Title :
Automated Bangla text summarization by sentence scoring and ranking
Author :
Efat, Md Iftekharul Alam ; Ibrahim, Mohammad ; Kayesh, Humayun
Author_Institution :
Inst. of Inf. Technol., Univ. of Dhaka, Dhaka, Bangladesh
Abstract :
In Natural Language Processing (NLP) the document summarization is an area that is getting interest of modern researchers. Though there are many techniques that have been proposed for English language but a few notable works have been done for Bangla text summarization. This paper deals with the development of an extraction based summarization technique which works on Bangla text documents. The system summarizes a single document at a time. Before creating the summary of a document, it is pre-processed by tokenization, removal of stop words and stemming.

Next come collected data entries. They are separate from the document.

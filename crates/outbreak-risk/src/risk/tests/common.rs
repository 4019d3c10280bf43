use std::sync::Arc;

use axum::response::Response;
use serde_json::Value;

use crate::risk::domain::{RiskFactor, RiskFactorSet, WeightProfile};
use crate::risk::interventions::{ActiveIntervention, InterventionCatalog};
use crate::risk::parameters::{InMemoryParameterStore, ParameterStore, StoreError};
use crate::risk::projection::ProjectionMode;
use crate::risk::regions::{Region, StaticRegionCatalog};
use crate::risk::service::RiskService;

pub(super) const TOLERANCE: f64 = 1e-9;

pub(super) fn scenario_factors() -> RiskFactorSet {
    RiskFactorSet::neutral()
        .with(RiskFactor::BatDensity, 0.6)
        .with(RiskFactor::PigFarmingIntensity, 0.4)
        .with(RiskFactor::FruitConsumptionPractices, 0.7)
        .with(RiskFactor::HumanPopulationDensity, 0.5)
        .with(RiskFactor::HealthcareInfrastructure, 0.5)
        .with(RiskFactor::EnvironmentalDegradation, 0.3)
}

pub(super) fn scenario_payload() -> Value {
    serde_json::json!({
        "batDensity": 0.6,
        "pigFarmingIntensity": 0.4,
        "fruitConsumptionPractices": 0.7,
        "humanPopulationDensity": 0.5,
        "healthcareInfrastructure": 0.5,
        "environmentalDegradation": 0.3,
    })
}

pub(super) fn all_zero() -> RiskFactorSet {
    let mut set = RiskFactorSet::neutral();
    for factor in RiskFactor::ALL {
        set.set(factor, 0.0);
    }
    set
}

pub(super) fn standard_weights() -> WeightProfile {
    WeightProfile::standard()
}

pub(super) fn scheduled(id: &str, applied_at: u8) -> ActiveIntervention {
    InterventionCatalog::standard()
        .intervention(id)
        .expect("standard intervention present")
        .activate(applied_at)
}

pub(super) fn pig_biosecurity() -> ActiveIntervention {
    scheduled("pig-quarantine", 1)
}

pub(super) fn test_region(base_risk_score: f64) -> Region {
    Region::new(
        "test-region",
        "Test Region",
        base_risk_score,
        [0.0, 0.0],
        vec![[0.0, 0.0], [0.0, 1.0], [1.0, 1.0]],
    )
}

pub(super) type TestService = RiskService<StaticRegionCatalog, InMemoryParameterStore>;

pub(super) fn build_service() -> (Arc<TestService>, Arc<InMemoryParameterStore>) {
    let store = Arc::new(InMemoryParameterStore::default());
    let service = RiskService::new(
        Arc::new(StaticRegionCatalog::standard()),
        store.clone(),
        WeightProfile::standard(),
        ProjectionMode::Constant,
    )
    .expect("service builds");
    (Arc::new(service), store)
}

/// Serves an empty book but refuses every write.
#[derive(Default)]
pub(super) struct ReadOnlyStore;

impl ParameterStore for ReadOnlyStore {
    fn get(&self, _key: &str) -> Result<Option<String>, StoreError> {
        Ok(Some("[]".to_string()))
    }

    fn set(&self, _key: &str, _value: String) -> Result<(), StoreError> {
        Err(StoreError::Unavailable("store is read-only".to_string()))
    }
}

pub(super) async fn read_json(response: Response) -> Value {
    let bytes = axum::body::to_bytes(response.into_body(), usize::MAX)
        .await
        .expect("body readable");
    serde_json::from_slice(&bytes).expect("body is json")
}
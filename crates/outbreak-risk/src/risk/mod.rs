//! Outbreak-risk scoring, intervention effects and monthly projections.
//!
//! The engines are pure functions over copied inputs: [`compute_score`]
//! weights the six factors, [`apply_interventions`] shifts them, and
//! [`ProjectionEngine`] packages both into before/after series. Reference
//! data (regions, interventions, seasonal events, saved factor sets) is
//! supplied by the catalogs and the parameter book.

pub mod areas;
pub mod classification;
pub mod domain;
pub mod interventions;
pub mod legacy;
pub mod parameters;
pub mod projection;
pub mod regions;
pub mod router;
pub mod scoring;
pub mod service;

#[cfg(test)]
mod tests;

pub use areas::{districts_of, standard_areas, STATE_DISTRICTS};
pub use classification::RiskLevel;
pub use domain::{
    clamp_unit, CatalogError, FactorValues, RiskFactor, RiskFactorSet, ValidationError,
    WeightProfile, WeightWarning,
};
pub use interventions::{
    apply_interventions, apply_seasonal_events, is_horizon_month, ActiveIntervention, FactorImpact,
    Intervention, InterventionCatalog, InterventionState, Month, SeasonalEvent,
};
pub use legacy::{LegacyFactorSet, LegacyWeights};
pub use parameters::{
    AreaSeed, InMemoryParameterStore, ParameterStore, RegionParameterBook, RegionParameters,
    StoreError,
};
pub use projection::{
    compute_projection, MonthlyRisk, ProjectionEngine, ProjectionMode, RiskProjection,
    PROJECTION_HORIZON,
};
pub use regions::{CatalogLoadError, Region, RegionCatalog, StaticRegionCatalog};
pub use router::risk_router;
pub use scoring::{
    compute_score, FactorContribution, ScoreBreakdown, ScoreEngine, ScoreObserver,
    TracingObserver,
};
pub use service::{
    InterventionSelection, ProjectionReport, ProjectionRequest, RegionParametersUpdate,
    RiskService, RiskServiceError, ScoreRequest, ScoreResponse,
};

In the document summarization process, the countable features like word frequency and sentence positional value are used to make the summary more precise and concrete. Attributes like cue words and skeleton of the document are included in the process, which help to make the summary more relevant to the content of the document. The proposed technique has been compared with summary of documents generated by human professionals. The evaluation shows that 83.57% of summary sentences selected by the system agreed with those made by human.
Keywords :
natural language processing; text analysis; Bangla text documents; English language; NLP; automated Bangla text summarization; cue words; document skeleton; document summarization process; extraction based summarization technique; natural language processing; sentence positional value; sentence ranking; sentence scoring; stemming; stop word removal; tokenization; word frequency; Accuracy; Educational institutions; Feature extraction; Frequency measurement; Information technology; Natural language processing; Skeleton;
Conference_Titel :
Informatics, Electronics & Vision (ICIEV), 2013 International Conference on
Conference_Location :
Dhaka
Print_ISBN :
978-1-4799-0397-9
DOI :
10.1109/ICIEV.2013.6572686